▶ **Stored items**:

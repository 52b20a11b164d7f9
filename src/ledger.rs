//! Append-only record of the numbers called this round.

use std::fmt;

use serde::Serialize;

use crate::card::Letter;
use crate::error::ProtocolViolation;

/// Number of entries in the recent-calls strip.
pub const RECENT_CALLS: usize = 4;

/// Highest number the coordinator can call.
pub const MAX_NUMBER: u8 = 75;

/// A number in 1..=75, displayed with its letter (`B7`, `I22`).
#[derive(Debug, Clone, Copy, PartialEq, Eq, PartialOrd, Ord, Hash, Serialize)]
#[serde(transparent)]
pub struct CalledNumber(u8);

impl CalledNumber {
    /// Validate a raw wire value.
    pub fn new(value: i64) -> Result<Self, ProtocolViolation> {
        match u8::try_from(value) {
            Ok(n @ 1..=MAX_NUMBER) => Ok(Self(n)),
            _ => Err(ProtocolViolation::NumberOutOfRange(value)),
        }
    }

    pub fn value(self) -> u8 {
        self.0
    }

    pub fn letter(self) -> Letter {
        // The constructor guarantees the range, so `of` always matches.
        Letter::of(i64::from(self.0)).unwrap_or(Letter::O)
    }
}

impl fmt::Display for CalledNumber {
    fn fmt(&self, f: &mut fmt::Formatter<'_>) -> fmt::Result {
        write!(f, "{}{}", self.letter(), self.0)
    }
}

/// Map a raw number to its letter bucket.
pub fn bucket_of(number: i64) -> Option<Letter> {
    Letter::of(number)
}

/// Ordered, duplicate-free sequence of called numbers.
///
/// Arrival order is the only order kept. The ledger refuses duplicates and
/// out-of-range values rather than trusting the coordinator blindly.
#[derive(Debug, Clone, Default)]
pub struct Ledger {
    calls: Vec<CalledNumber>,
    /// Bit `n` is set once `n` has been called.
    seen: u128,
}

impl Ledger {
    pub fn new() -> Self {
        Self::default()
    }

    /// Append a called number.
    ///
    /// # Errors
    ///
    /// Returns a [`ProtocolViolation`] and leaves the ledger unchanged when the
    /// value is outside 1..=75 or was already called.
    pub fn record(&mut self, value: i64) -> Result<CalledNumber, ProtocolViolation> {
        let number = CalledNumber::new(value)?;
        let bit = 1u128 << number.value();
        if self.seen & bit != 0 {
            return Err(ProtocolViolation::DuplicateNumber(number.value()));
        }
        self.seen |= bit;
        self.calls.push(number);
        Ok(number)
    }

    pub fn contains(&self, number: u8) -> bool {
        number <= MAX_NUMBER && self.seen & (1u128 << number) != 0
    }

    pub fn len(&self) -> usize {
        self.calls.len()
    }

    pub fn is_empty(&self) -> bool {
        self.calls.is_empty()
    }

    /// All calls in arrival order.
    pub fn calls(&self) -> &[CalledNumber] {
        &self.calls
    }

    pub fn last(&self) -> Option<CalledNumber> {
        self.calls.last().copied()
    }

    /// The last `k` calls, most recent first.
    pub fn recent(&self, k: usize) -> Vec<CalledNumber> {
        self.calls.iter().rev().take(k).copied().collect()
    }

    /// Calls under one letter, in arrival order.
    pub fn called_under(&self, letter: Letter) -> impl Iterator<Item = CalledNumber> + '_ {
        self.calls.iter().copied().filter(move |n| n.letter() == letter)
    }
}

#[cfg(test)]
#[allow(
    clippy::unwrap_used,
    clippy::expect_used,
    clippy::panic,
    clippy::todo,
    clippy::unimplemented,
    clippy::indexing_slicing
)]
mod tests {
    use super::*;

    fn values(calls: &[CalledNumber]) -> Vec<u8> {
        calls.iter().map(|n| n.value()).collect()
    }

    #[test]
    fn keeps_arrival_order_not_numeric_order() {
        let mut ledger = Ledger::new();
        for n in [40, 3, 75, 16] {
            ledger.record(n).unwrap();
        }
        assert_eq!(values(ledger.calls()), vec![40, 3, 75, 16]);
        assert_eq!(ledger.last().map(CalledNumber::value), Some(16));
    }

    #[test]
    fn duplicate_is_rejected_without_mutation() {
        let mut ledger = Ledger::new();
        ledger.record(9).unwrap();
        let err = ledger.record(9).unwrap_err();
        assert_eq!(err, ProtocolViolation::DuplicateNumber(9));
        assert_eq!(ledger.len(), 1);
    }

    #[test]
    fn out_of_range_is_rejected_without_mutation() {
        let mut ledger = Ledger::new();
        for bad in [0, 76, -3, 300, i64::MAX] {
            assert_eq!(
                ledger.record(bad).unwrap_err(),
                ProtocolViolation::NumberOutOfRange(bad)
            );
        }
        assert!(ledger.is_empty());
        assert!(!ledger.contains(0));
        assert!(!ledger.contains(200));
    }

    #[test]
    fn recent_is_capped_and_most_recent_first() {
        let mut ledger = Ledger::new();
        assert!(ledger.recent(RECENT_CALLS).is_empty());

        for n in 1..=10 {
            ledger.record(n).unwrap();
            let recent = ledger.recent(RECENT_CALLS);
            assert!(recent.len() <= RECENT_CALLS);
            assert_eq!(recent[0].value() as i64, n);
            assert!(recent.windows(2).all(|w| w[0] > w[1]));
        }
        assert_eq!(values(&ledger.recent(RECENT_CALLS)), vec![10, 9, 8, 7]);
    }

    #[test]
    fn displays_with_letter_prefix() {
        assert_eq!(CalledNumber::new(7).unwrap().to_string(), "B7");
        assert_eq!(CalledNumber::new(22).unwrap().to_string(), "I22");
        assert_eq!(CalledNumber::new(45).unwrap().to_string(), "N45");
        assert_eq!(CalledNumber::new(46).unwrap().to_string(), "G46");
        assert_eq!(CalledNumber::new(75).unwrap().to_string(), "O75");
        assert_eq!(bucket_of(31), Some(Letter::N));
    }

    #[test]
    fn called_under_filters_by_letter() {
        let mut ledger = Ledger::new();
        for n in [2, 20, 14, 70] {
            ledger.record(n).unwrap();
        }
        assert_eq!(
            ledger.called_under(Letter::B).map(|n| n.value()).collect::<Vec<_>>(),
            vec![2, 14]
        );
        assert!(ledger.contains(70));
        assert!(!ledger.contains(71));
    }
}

▶ **PROMPT**:
Go through the entries above and report each line with the string "values" in it.

▶ **RESULT**:
/// out-of-range values rather than trusting the coordinator blindly.
    fn values(calls: &[CalledNumber]) -> Vec<u8> {
        assert_eq!(values(ledger.calls()), vec![40, 3, 75, 16]);
        assert_eq!(values(&ledger.recent(RECENT_CALLS)), vec![10, 9, 8, 7]);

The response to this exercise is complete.